(Supplied entries begins)

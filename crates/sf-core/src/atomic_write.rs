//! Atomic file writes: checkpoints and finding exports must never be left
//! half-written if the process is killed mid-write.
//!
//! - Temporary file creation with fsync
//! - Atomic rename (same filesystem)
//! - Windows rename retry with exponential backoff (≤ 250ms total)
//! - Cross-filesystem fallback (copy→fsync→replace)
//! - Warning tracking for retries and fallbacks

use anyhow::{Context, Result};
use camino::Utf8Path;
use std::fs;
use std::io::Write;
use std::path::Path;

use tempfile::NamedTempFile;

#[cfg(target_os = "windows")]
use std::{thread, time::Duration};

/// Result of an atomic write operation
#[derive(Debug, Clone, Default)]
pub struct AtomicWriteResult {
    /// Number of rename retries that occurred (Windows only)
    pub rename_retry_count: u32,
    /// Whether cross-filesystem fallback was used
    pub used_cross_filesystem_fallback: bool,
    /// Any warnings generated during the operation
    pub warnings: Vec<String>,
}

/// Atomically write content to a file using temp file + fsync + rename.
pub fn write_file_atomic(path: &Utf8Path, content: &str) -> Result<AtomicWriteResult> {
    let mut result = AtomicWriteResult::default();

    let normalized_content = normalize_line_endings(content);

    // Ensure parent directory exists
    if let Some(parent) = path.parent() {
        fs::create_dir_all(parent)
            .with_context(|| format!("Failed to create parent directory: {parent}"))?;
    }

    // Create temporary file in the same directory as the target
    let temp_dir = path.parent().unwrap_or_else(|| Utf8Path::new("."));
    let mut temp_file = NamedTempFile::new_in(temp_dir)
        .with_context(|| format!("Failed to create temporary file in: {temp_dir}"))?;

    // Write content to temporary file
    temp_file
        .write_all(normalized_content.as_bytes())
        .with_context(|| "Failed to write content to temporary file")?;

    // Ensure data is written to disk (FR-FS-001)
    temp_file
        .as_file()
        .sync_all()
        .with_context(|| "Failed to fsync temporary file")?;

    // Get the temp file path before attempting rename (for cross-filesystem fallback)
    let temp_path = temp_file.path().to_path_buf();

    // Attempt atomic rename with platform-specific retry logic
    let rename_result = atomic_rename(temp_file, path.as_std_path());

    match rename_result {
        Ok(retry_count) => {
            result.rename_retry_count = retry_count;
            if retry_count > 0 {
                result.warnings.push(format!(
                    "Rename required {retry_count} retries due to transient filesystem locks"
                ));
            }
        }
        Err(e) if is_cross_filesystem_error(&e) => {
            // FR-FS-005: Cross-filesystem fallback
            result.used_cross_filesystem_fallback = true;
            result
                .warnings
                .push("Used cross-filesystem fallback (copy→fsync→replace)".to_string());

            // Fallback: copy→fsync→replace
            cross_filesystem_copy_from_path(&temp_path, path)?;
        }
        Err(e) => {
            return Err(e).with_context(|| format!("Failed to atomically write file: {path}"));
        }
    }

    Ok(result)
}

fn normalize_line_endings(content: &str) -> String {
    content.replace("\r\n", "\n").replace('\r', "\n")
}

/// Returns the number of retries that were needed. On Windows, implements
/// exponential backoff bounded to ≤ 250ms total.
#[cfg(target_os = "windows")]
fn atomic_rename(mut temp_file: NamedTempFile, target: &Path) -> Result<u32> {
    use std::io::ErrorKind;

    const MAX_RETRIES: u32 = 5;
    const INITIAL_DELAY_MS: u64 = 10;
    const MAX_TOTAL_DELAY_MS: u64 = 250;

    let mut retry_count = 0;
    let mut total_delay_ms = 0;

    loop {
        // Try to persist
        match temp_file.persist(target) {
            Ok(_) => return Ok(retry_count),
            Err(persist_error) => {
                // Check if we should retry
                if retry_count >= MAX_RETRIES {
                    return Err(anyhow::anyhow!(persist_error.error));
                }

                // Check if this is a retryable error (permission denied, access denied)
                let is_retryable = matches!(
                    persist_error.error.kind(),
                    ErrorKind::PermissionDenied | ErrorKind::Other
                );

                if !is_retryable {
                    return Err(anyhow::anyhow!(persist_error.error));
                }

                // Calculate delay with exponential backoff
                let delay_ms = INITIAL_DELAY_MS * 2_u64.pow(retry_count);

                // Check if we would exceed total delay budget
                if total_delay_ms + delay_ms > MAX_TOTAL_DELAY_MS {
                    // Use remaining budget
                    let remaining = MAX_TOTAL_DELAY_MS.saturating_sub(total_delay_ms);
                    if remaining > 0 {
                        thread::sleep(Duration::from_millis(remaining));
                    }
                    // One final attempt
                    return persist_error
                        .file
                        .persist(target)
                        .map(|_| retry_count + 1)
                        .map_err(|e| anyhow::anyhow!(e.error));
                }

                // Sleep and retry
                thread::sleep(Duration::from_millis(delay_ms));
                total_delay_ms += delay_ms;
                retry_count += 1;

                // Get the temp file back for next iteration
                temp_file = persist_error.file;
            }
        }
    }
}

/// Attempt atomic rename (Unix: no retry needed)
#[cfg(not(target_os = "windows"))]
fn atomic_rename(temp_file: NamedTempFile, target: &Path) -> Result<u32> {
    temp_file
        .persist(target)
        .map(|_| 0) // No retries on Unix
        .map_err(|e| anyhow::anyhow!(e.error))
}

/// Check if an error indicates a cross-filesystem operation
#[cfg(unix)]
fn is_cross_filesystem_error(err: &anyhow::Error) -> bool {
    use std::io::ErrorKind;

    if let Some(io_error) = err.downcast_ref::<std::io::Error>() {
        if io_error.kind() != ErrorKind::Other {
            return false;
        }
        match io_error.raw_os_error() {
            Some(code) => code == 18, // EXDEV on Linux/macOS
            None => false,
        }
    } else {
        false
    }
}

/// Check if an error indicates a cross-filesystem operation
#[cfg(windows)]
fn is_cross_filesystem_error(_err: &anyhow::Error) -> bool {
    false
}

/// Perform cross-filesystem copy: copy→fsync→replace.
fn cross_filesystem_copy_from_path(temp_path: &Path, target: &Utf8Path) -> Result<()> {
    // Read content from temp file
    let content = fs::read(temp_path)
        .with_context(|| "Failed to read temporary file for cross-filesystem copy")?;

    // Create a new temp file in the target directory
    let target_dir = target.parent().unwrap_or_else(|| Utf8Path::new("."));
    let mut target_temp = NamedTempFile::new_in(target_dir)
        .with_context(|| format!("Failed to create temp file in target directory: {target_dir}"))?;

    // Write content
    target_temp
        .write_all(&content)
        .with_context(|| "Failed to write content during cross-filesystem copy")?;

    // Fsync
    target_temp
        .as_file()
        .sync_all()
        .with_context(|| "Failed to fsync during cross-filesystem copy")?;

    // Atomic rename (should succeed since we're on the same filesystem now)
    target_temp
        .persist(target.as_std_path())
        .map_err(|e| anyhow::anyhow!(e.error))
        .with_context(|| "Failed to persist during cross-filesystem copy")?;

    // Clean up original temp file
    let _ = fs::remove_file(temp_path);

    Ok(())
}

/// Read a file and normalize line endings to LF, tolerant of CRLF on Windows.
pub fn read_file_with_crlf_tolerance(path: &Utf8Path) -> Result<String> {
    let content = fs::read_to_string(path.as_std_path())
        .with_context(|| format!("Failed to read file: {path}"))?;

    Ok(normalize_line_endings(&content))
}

(Supplied entries ends)

Go through the entries above and pull out each line with "budget" in it.

                // Check if we would exceed total delay budget
                    // Use remaining budget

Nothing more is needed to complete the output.